Tackle Illicit Financial Flows, government told
AFRICA is losing an estimated US$50 billion a year from illicit financial flows (IFFs) through a variety of methods, from tax evasion and deliberate mis-invoicing, the United Nations Commission for Africa (UNECA) has said.
Allan Mukungu, the UNECA officer-in-charge of Economic Governance and Public Finance Section, said this money which is being siphoned out by multinational corporations could be used to develop the mineral-rich continent.
Africa remains one of the poorest continents in the world, with analysts blaming its underdevelopment on corruption, illicit financial flows, lack of good corporate governance and sheer incompetence among other ills.
“African countries must establish comprehensive governance frameworks for tackling illicit financial flows,” he said during an online conference hosted by Trust Africa.
“These must be underpinned by comprehensive policy and up to date laws and regulations that provide IFFs combating agencies with broad mandates and the legal basis to enforce IFFs curbing efforts, sensitization programmes for the public and for relevant duty bearers and inclusive governance frameworks to oversee and guide IFFs cubing programmes in a collaborative and coordinated fashion,” he said.
He added that the continent should establish an apolitical dispute settlement and trade facilitation authority to promote regional efforts to curb corruption, tax motivated and trade-based IFFs and money laundering.
“African countries should also establish a mutual administrative assistance legal instrument at a regional level, interoperable with national systems and international standards for mutual support in efficiently settling disputes and enforcing action on trade mis-invoicing, tax fraud, money laundering and corruption,” Mukungu said.
Although the continent, under the leadership of the African Union (AU), has been following the issue of IFFs at the highest level through the appointment of the High Panel led by former South Africa president Thabo Mbeki, several governments have failed to aggressively investigate and prosecute money launderers and companies that evade tax.
Speaking during the same event, Briggs Bomba, Trust Africa’s programmes director, said corruption contributes five percent to IFFs while criminal activities and corporate contribute 30 percent and 65 percent respectively.
He said the most vulnerable sectors include the telecommunications, the financial services sector and extractive sector with gold being the most vulnerable value chain accounting for 77 percent of all losses to IFFs.
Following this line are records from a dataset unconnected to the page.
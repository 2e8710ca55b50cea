// image-downloader-core - download-and-persist engine for mobile hosts
// Copyright (C) 2025 Henning Berge
//
// This program is free software: you can redistribute it and/or modify
// it under the terms of the GNU General Public License as published by
// the Free Software Foundation, either version 3 of the License, or
// (at your option) any later version.
//
// This program is distributed in the hope that it will be useful,
// but WITHOUT ANY WARRANTY; without even the implied warranty of
// MERCHANTABILITY or FITNESS FOR A PARTICULAR PURPOSE. See the
// GNU General Public License for more details.
//
// You should have received a copy of the GNU General Public License
// along with this program. If not, see <https://www.gnu.org/licenses/>.


//! Identifier indexes
//!
//! A finalized download is registered in one of two indexes and can later be
//! resolved from its opaque id:
//! - [`SharedIndex`] for public downloads, backed by a [`MediaCatalog`]
//! - [`PrivateIndex`] for private downloads, a local SQLite table that only
//!   holds the files of the most recent private download
//!
//! # Usage Example
//! ```no_run
//! use image_downloader_core::storage::{IdentifierIndex, PrivateIndex};
//!
//! # async fn example() -> Result<(), Box<dyn std::error::Error>> {
//! let index = PrivateIndex::open("/data/databases/image_downloader_temporary").await?;
//! if let Some(record) = index.find("Xc81PqA0bn3LrT5mWz2K", None).await? {
//!     println!("{} ({} bytes)", record.path, record.byte_size);
//! }
//! # Ok(())
//! # }
//! ```

pub mod database;
pub mod local_catalog;
pub mod migrations;
pub mod models;
pub mod private_index;
pub mod shared_index;

use crate::error::Result;
use crate::request::Visibility;
use async_trait::async_trait;
use std::sync::Arc;

// Re-export commonly used types
pub use database::Database;
pub use local_catalog::LocalMediaCatalog;
pub use models::{FieldValue, FileRecord, NewFileRecord, RecordField};
pub use private_index::PrivateIndex;
pub use shared_index::{CatalogRow, CatalogValues, MediaCatalog, MediaCollection, SharedIndex};

/// Insert and point-query over one index variant
#[async_trait]
pub trait IdentifierIndex: Send + Sync {
    /// Register a record; returns its id
    async fn insert(&self, record: &NewFileRecord) -> Result<String>;

    /// Look a record up by id; `is_video` picks the collection where the index has several
    async fn find(&self, id: &str, is_video: Option<bool>) -> Result<Option<FileRecord>>;
}

/// Both index variants of one downloader instance
#[derive(Clone)]
pub struct Indexes {
    pub shared: Arc<SharedIndex>,
    pub private: Arc<PrivateIndex>,
}

impl Indexes {
    pub fn new(shared: Arc<SharedIndex>, private: Arc<PrivateIndex>) -> Self {
        Self { shared, private }
    }

    /// Index for a visibility
    pub fn select(&self, visibility: Visibility) -> &dyn IdentifierIndex {
        match visibility {
            Visibility::Public => self.shared.as_ref(),
            Visibility::Private => self.private.as_ref(),
        }
    }
}
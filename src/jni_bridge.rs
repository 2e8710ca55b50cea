// image-downloader-core - download-and-persist engine for mobile hosts
// Copyright (C) 2025 Henning Berge
//
// This program is free software: you can redistribute it and/or modify
// it under the terms of the GNU General Public License as published by
// the Free Software Foundation, either version 3 of the License, or
// (at your option) any later version.
//
// This program is distributed in the hope that it will be useful,
// but WITHOUT ANY WARRANTY; without even the implied warranty of
// MERCHANTABILITY or FITNESS FOR A PARTICULAR PURPOSE. See the
// GNU General Public License for more details.
//
// You should have received a copy of the GNU General Public License
// along with this program. If not, see <https://www.gnu.org/licenses/>.


//! JNI bridge for Android - Exposes the downloader to the Kotlin module
//!
//! # Architecture
//! JavaScript / Dart → Kotlin (ImageDownloaderModule) → JNI → Rust
//!
//! The Kotlin module passes itself to `nativeAttach`. Everything the core
//! needs from the platform is called back on that object:
//!
//! | Method | Signature | Used for |
//! |---|---|---|
//! | `hasStoragePermission` | `()Z` | permission gate |
//! | `requestStoragePermission` | `(I)V` | permission gate |
//! | `enqueueDownload` | `(url, headersJson, destination) -> String` | download manager |
//! | `queryDownload` | `(id) -> String?` | download manager snapshot JSON |
//! | `removeDownload` | `(id)V` | download manager |
//! | `catalogInsert` | `(collection, valuesJson) -> String?` | media store |
//! | `catalogQuery` | `(collection, column, value) -> String?` | media store rows JSON |
//! | `shareableUri` | `(path) -> String?` | file provider |
//! | `hasViewer` | `(uri, mime?)Z` | open |
//! | `launchViewer` | `(uri, mime?)V` | open |
//! | `onProgressUpdate` | `(id, progress)V` | progress events |
//!
//! `nativeDownloadImage` blocks until the download finishes, including any
//! permission prompt, so the Kotlin side must call it off the main thread.
//! `onProgressUpdate` is called in order from a single background delivery
//! thread, never the main thread; the host posts it to its main looper
//! before touching UI or emitting events.
//! `nativeOnPermissionResult` is called from the activity result callback.
//!
//! # Response Format
//! All functions except `nativeOnPermissionResult` return JSON strings:
//! ```json
//! { "success": true, "data": ... }
//! ```
//! Or on error:
//! ```json
//! { "success": false, "code": "not_found", "error": "Error message" }
//! ```

use crate::config::DownloaderConfig;
use crate::download::{
    delivery_callback, PolledEngine, PollingBackend, RawState, RawStatus, TransferId, TransferTask,
};
use crate::error::{DownloaderError, Result};
use crate::permission::PermissionAuthority;
use crate::plugin::{HostContext, ImageDownloader, ProgressUpdate};
use crate::request::{DownloadImageArgs, FindArgs, OpenArgs};
use crate::storage::{CatalogRow, CatalogValues, MediaCatalog, MediaCollection};
use crate::viewer::{ExternalViewer, PREVIEW_UNSUPPORTED};
use async_trait::async_trait;
use jni::objects::{GlobalRef, JClass, JObject, JString, JValue, JValueOwned};
use jni::sys::{jboolean, jint, jstring, JNI_FALSE, JNI_TRUE};
use jni::{JNIEnv, JavaVM};
use serde::{de::DeserializeOwned, Deserialize, Serialize};
use std::future::Future;
use std::panic::{self, AssertUnwindSafe};
use std::path::Path;
use std::sync::{Arc, RwLock};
Recently, Fidelity Printers and Refiners (FPR) general manager Fradreck Kunaka said Zimbabwe is losing 1,5 tonnes of gold every month due to leakages — a situation that has once again shone the light on rampant corruption and poor prices affecting the sector.
Experts said a raft of cumbersome taxes, including refining and royalty payments totaling nearly 18 percent, could be one of the major reasons why people continue to smuggle gold.
Bomba expressed concern over loopholes in the taxation system.
“We are dealing with an archaic international taxation architecture which traces back to a century, this is way out of date and presents a challenge for us in terms of advocating for a new arrangement. The main imperative back then was to design a taxation regime that addressed tax jurisdiction questions on an industrial era TNCs revenues,” he said.
Specific tax regimes for multinational enterprises have been introduced, for example, by the United Kingdom and Australia with diverted profits taxes and by the US with its base erosion and anti-abuse tax.
“IFFs severely undermine domestic resource mobilisation or sources of development finance to achieve Sustainable Development Goals (SDGs). IFFs are correlated to low government spending on key socio-economic areas and they foster dependency on external sources of development,” Bomba said. He added that poor coordination across multiple institutions make it difficult to fight IFFs.
“We have terrible coordination within our countries and a plethora of institutions that are dealing with issues that touch on IFFs whether its ministry of finance or the ministry of mineral resources. The lack of coordination across our government institutions is one of the reasons why we are not making progress and that’s why we need an all of government approach to tackling the problem we are dealing with,” he said.
“The issue of beneficial ownership registries is another cause of concern. We continue to have our countries allow transactions to take place where the beneficial owner is unknown and I think this is something that should be a thing of the past.”
African countries have been heavily relying on limited FDI and unpredictable donor aid to raise resources for the continent’s development, yet, for every dollar of development aid that comes to the continent, ten dollars have left in the form of IFFs, tax evasion and avoidance as well as corruption.